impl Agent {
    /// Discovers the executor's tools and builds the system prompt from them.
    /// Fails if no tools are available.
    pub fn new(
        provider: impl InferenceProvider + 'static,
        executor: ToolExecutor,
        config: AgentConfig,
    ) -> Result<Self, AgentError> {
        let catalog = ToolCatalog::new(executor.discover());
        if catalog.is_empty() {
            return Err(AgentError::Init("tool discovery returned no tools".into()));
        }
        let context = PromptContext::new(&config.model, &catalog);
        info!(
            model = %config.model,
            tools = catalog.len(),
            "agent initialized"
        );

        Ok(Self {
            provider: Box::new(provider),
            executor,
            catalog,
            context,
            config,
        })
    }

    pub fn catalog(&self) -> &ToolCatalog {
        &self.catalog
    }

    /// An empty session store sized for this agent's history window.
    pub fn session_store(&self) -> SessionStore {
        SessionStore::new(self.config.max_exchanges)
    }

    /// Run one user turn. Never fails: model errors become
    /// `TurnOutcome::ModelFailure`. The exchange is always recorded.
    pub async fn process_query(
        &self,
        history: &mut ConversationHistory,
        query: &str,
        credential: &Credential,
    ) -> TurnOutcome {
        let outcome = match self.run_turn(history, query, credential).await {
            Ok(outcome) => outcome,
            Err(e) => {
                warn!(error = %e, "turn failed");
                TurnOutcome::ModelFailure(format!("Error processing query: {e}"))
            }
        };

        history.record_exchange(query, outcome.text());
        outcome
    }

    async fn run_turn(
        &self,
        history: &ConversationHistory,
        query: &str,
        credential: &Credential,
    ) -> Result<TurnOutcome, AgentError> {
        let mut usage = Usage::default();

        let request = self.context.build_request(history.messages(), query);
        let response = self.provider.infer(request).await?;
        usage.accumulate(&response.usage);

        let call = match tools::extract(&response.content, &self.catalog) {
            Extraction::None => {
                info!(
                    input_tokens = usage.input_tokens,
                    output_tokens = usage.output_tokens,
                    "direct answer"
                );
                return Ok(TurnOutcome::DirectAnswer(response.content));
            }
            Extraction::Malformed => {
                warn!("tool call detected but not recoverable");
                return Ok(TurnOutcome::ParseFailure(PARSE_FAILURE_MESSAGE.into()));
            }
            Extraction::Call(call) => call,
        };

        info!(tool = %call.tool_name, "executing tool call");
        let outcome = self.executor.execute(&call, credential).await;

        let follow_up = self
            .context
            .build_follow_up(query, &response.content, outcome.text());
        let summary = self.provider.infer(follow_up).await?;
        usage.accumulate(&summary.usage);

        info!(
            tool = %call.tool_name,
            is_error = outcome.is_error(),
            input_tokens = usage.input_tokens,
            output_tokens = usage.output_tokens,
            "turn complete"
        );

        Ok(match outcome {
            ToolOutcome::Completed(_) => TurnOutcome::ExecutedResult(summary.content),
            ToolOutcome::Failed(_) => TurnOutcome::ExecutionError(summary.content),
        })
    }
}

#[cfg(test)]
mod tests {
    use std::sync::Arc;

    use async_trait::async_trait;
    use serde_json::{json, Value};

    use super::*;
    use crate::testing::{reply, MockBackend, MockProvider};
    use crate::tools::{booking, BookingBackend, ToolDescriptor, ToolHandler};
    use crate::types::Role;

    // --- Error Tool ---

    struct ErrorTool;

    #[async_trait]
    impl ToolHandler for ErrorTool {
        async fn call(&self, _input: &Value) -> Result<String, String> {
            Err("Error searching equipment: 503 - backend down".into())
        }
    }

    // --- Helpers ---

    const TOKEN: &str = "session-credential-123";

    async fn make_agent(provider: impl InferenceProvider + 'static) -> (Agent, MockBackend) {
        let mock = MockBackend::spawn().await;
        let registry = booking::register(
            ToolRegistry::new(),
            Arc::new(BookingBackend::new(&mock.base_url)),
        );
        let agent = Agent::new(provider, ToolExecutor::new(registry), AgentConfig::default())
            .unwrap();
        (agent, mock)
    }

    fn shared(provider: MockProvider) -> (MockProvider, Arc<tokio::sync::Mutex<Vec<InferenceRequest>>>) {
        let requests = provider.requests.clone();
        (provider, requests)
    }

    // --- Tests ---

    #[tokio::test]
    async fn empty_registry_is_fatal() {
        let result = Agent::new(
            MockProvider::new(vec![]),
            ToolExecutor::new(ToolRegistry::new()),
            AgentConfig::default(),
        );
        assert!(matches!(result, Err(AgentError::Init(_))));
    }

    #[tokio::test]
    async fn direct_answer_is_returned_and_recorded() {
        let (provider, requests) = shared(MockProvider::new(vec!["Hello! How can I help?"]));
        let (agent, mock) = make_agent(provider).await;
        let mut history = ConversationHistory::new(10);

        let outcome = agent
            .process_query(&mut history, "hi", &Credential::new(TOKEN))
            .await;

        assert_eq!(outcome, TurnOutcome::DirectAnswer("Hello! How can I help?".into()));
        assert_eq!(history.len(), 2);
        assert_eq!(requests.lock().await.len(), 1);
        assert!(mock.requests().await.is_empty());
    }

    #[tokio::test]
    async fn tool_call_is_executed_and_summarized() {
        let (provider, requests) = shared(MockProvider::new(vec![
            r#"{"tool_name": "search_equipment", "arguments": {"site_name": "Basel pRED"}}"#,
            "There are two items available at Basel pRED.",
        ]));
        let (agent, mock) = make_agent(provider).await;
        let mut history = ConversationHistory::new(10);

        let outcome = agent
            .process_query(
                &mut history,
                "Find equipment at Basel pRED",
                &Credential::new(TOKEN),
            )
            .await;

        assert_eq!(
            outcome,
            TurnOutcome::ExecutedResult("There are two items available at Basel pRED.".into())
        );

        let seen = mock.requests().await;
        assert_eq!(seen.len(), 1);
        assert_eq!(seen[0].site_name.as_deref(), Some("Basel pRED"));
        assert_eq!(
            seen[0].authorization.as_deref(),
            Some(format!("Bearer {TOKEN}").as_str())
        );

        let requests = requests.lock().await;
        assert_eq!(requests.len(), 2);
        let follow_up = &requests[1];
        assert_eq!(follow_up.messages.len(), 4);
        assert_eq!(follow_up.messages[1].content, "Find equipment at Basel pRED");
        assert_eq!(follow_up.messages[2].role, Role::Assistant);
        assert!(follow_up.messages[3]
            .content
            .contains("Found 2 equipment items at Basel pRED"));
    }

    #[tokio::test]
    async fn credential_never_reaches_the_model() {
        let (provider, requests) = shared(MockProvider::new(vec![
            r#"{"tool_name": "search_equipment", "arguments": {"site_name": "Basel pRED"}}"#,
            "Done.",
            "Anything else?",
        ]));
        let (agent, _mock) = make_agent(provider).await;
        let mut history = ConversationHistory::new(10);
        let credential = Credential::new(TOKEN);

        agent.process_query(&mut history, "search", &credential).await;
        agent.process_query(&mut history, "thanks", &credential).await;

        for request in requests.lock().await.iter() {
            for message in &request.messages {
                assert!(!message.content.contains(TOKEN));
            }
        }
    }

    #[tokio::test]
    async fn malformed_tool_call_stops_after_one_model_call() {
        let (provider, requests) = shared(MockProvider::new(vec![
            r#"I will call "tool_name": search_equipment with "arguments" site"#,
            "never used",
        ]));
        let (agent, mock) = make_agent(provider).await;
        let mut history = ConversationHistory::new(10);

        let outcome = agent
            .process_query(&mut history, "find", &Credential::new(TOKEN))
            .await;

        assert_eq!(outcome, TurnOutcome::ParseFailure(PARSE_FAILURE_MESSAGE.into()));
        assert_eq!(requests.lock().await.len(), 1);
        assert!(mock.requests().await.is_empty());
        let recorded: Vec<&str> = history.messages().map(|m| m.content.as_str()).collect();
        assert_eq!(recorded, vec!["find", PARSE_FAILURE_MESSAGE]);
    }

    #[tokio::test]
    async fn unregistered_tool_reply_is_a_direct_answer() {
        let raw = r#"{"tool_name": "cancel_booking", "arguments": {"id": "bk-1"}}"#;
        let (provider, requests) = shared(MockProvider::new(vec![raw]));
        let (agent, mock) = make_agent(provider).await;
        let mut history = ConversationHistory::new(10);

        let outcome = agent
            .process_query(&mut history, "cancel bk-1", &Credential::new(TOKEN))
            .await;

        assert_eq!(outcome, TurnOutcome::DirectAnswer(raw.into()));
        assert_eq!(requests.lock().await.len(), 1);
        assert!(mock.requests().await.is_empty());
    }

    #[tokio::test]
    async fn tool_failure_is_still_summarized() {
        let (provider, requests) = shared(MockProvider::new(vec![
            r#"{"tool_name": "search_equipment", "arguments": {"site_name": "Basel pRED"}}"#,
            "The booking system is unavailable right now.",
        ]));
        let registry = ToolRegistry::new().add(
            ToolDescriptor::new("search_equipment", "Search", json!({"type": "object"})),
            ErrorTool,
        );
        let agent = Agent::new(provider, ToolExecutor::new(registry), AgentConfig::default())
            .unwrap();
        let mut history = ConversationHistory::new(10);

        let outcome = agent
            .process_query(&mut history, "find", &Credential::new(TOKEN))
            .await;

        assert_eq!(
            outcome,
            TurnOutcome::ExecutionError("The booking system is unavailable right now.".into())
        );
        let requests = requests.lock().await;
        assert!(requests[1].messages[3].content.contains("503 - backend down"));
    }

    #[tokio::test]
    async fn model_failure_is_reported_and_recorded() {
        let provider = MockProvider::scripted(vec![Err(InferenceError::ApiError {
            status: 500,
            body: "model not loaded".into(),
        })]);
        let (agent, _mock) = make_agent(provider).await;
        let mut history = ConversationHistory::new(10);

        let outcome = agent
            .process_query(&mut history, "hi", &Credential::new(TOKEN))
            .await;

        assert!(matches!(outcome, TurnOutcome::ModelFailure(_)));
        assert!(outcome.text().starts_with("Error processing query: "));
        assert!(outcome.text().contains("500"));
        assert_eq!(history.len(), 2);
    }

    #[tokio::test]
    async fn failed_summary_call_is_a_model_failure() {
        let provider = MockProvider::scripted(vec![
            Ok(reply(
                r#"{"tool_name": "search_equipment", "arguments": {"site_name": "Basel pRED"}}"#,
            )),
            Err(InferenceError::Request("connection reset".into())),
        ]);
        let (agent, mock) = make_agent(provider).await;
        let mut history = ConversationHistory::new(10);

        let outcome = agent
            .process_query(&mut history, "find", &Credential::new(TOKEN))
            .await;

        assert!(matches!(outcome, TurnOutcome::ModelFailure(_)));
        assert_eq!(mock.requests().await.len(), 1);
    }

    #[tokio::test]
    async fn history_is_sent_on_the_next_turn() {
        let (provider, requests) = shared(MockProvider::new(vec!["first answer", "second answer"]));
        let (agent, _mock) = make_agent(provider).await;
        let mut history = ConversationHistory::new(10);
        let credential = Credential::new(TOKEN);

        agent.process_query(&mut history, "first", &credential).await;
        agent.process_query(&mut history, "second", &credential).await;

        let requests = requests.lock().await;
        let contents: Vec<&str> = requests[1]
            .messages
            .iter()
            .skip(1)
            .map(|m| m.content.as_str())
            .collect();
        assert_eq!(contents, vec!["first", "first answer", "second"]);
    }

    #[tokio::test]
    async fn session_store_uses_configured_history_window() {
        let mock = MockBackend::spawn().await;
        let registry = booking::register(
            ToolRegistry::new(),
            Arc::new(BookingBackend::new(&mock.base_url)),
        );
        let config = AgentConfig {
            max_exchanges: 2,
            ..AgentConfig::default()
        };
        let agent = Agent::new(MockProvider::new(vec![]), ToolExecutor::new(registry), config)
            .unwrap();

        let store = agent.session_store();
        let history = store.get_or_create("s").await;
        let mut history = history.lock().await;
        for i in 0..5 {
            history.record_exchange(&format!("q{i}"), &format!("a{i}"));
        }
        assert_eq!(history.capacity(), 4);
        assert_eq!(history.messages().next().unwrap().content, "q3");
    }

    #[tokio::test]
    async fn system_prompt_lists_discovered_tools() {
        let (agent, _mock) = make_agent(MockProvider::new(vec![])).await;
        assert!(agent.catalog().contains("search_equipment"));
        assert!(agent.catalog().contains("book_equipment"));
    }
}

> Exercise
Look through the data above for the word "Basel". Report each line where it occurs.

> Solution for this task
            r#"{"tool_name": "search_equipment", "arguments": {"site_name": "Basel pRED"}}"#,
            "There are two items available at Basel pRED.",
                "Find equipment at Basel pRED",
            TurnOutcome::ExecutedResult("There are two items available at Basel pRED.".into())
        assert_eq!(seen[0].site_name.as_deref(), Some("Basel pRED"));
        assert_eq!(follow_up.messages[1].content, "Find equipment at Basel pRED");
            .contains("Found 2 equipment items at Basel pRED"));
            r#"{"tool_name": "search_equipment", "arguments": {"site_name": "Basel pRED"}}"#,
            r#"{"tool_name": "search_equipment", "arguments": {"site_name": "Basel pRED"}}"#,
                r#"{"tool_name": "search_equipment", "arguments": {"site_name": "Basel pRED"}}"#,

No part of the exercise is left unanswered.